The producer is the creator of the message in Kafka

  • The producers place the message to a particular topic
  • The producers also decide which partition to place the message into
  • Topics should already exist before a message is placed by the producer
  • Messages are added at one end of the partition

image

  • We start producing messages to Kafka by creating a ProducerRecord, which must include the topic we want to send the record to and a value. Optionally, we can also specifiy a key and/or a partition. Once we send the ProducerRecord, the first thing the producer will do is serialize the key and value objects to ByteArrays so they can be send over the network.
  • Next, the data is sent to a partitioner.
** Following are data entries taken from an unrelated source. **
pub(crate) fn cosine(a: &[f32], b: &[f32]) -> f64 {
    if a.is_empty() || b.is_empty() || a.len() != b.len() {
        return 0.0;
    }
    let dot: f64 = a.iter().zip(b).map(|(x, y)| *x as f64 * *y as f64).sum();
    let norm_a: f64 = a.iter().map(|x| (*x as f64).powi(2)).sum::<f64>().sqrt();
    let norm_b: f64 = b.iter().map(|x| (*x as f64).powi(2)).sum::<f64>().sqrt();
    if norm_a == 0.0 || norm_b == 0.0 {
        0.0
    } else {
        (dot / (norm_a * norm_b)).clamp(-1.0, 1.0)
    }
}

/// Heuristic evidence-strength classification (§4.5 step 3 "initial
/// confidence from evidence type"). The reasoner hands back free-text
/// evidence rather than a typed tag, so this reads the excerpt and the
/// episode it came from for the same signals a human would use: a direct
/// quote is explicit, an observed outcome is behavioral, everything else
/// is implicit.
pub(crate) fn classify_evidence(
    evidence: &str,
    episode_outcome: Option<cortex_core::models::Outcome>,
) -> cortex_core::constants::EvidenceType {
    use cortex_core::constants::EvidenceType;
    let lower = evidence.to_lowercase();
    if evidence.contains('"')
        || lower.contains("said")
        || lower.contains("told")
        || lower.contains("stated")
        || lower.contains("explicitly")
    {
        EvidenceType::Explicit
    } else if episode_outcome.is_some() {
        EvidenceType::Behavioral
    } else {
        EvidenceType::Implicit
    }
}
If we specified a partition in the ProducerRecord, the partitioner doesn't do anything and simply returns the partition we specified. If we didn't, the partitioner will choose a partition for us, usually based on the ProducerRecord key. Once a partition is selected, the producer knows which topic and partition the record will go to. It then adds the record to a batch of records that will also be sent to the same topic and partition. A separate thread is responsible for sending those batches of records to the appropriate Kafka brokers.
    • Kafka's default partitioner routes messages based on the key's hash, unless the key is null in which case it uses round robin to distribute messages.
  • When the broker receives the messages, it sends back a response. If the messages were successfully written to Kafka, it will return a RecordMetadata object with the topic, partition, and the offset of the record within the partition. If the broker failed to write the messages, it will return an error. When the producer receives an error, it may retry sending the message a few more times before giving up and returning an error.

Configurations

  • bootstrap.servers
  • key.serializer
  • value.serializer
  • acks [0, 1 (when leader has received the message), all]
  • buffer.memory
  • compression.type
  • retries
  • batch.size
  • linger.ms
  • client.id
  • max.in.flight.requests.per.connection
  • timeout.ms, request.timeout.ms, and metadata.fetch.timeout.ms
  • max.block.ms
  • max.request.size
  • receive.buffer.bytes and send.buffer.bytes

Three primary methods of sending messages

Fire-and-forget

We send a message to the server and don't really care if it arrives succesfully or not. Most of the time, it will arrive successfully, since Kafka is highly available and the producer will retry sending messages automatically. However, some messages will get lost using this method

Synchronous send

We send a message, the send() method returns a Future object, and we use get() to wait on the future and see if the send() was successful or not

Asynchronous send

We call the send() method with a callback function, which gets triggered when it receives a response from the Kafka broker

  • ProducerRecord
  • Handling Errors
  • Configuration options
  • Different Partitioning Methods, partitioners

Serializers

  • Thrift
  • Protobuf

Avro

One of the most interesting features of Avro, and what makes it a good fit for use in a messaging system like Kafka, is that when the application that is writing messages switches to a new schema, the application reading the data can continue processing messages without requiring any change or update.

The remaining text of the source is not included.